Les données ci-après sont fournies à titre d’illustration à partir des éléments publiés sur le site e-cancer.fr de l’INCa.

– Leucémie : C’est le cancer le plus courant chez les enfants en France. Cette affection des globules sanguins représente près du tiers des cancers pédiatriques (29 %) en Europe, en Amérique et en Asie. Le type prédominant est la leucémie lymphoblastique aiguë (80 % des cas) qui affecte les cellules de la moelle osseuse produisant les lymphocytes. On en dénombre environ 450 nouveaux cas par an.

– Tumeurs du système nerveux central : Ces tumeurs, qui touchent le cerveau et la moelle épinière, sont la deuxième forme de cancer pédiatrique la plus courante dans les pays développés (24 % des cas).

– Lymphomes : Les lymphomes sont des tumeurs des ganglions lymphatiques. Ils représentent le troisième type de cancer le plus courant chez l’enfant dans les pays développés (11 % des cas). Le lymphome hodgkinien y est plus courant, alors que le lymphome de Burkitt représente la moitié de tous les lymphomes en Afrique.

– Neuroblastome : Le neuroblastome est une tumeur maligne développée au niveau du système nerveux sympathique. Cette forme de cancer survient plus chez le nourrisson et le très jeune enfant, dans les pays développés.

– Rétinoblastome : Survenant dès les premières années de la vie, le rétinoblastome est une tumeur maligne de la rétine, le tissu nerveux de l’œil. La moitié environ des cas sont à caractère héréditaire. En Europe, en Amérique du Nord et en Australie, ce cancer représente près de 4 % de toutes les formes de tumeurs chez l’enfant.

– Cancer du rein : Chez l’enfant, le type de cancer du rein le plus fréquent est la tumeur de Wilms (95 %), qui touche essentiellement l’enfant de moins de cinq ans.

– Tumeurs des os : Les tumeurs des os recouvrent notamment l’ostéosarcome (50 %), le chondrosarcome et le sarcome d’Ewing (35 %). Ces cancers représentent environ 3 à 5 % des cancers pédiatriques.

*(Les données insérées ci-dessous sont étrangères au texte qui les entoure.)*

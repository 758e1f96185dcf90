//! Repository configuration, stored as `.sprig/config.toml`.
//!
//! ```toml
//! default_branch = "main"
//!
//! [merge]
//! ancestor = "lineage"   # or "first-parent"
//!
//! [worktree]
//! ignore_file = ".sprigignore"
//! ```
//!
//! Every key is optional; a missing file means all defaults.

use std::fs;
use std::io;
use std::path::Path;

use serde::{Deserialize, Serialize};
use tracing::debug;

use sprig_dag::AncestorStrategy;

use crate::error::{RepoError, RepoResult};

#[derive(Clone, Debug, PartialEq, Eq, Serialize, Deserialize)]
#[serde(default)]
pub struct RepoConfig {
    /// Branch created by the first commit.
    pub default_branch: String,
    pub merge: MergeConfig,
    pub worktree: WorktreeConfig,
}

#[derive(Clone, Debug, Default, PartialEq, Eq, Serialize, Deserialize)]
#[serde(default)]
pub struct MergeConfig {
    /// How the split point of two branches is found.
    pub ancestor: AncestorStrategy,
}

#[derive(Clone, Debug, PartialEq, Eq, Serialize, Deserialize)]
#[serde(default)]
pub struct WorktreeConfig {
    /// Gitignore-style pattern file, relative to the working-tree root.
    /// Matching files are left out of the untracked listing.
    pub ignore_file: String,
}

impl Default for RepoConfig {
    fn default() -> Self {
        Self {
            default_branch: "main".to_string(),
            merge: MergeConfig::default(),
            worktree: WorktreeConfig::default(),
        }
    }
}

impl Default for WorktreeConfig {
    fn default() -> Self {
        Self {
            ignore_file: ".sprigignore".to_string(),
        }
    }
}

impl RepoConfig {
    pub fn from_toml(text: &str) -> RepoResult<Self> {
        toml::from_str(text).map_err(|e| RepoError::Config(e.to_string()))
    }

    pub fn to_toml(&self) -> RepoResult<String> {
        toml::to_string_pretty(self).map_err(|e| RepoError::Config(e.to_string()))
    }

    /// Load from `path`, falling back to defaults if the file is absent.
    pub fn load(path: &Path) -> RepoResult<Self> {
        match fs::read_to_string(path) {
            Ok(text) => Self::from_toml(&text),
            Err(e) if e.kind() == io::ErrorKind::NotFound => {
                debug!(path = %path.display(), "no config file, using defaults");
                Ok(Self::default())
            }
            Err(e) => Err(e.into()),
        }
    }

    pub fn save(&self, path: &Path) -> RepoResult<()> {
        fs::write(path, self.to_toml()?)?;
        Ok(())
    }
}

– Sarcomes des tissus mous : Le rhabdomyosarcome est une tumeur maligne du muscle strié (les muscles reliant les os et permettant le mouvement). C’est un sarcome des tissus mous typique chez l’enfant, avec deux tiers des cas survenant avant l’âge de dix ans. Autre cancer, le sarcome de Kaposi provoqué par le virus de l’herpès se caractérise par des lésions multiples principalement sur la peau.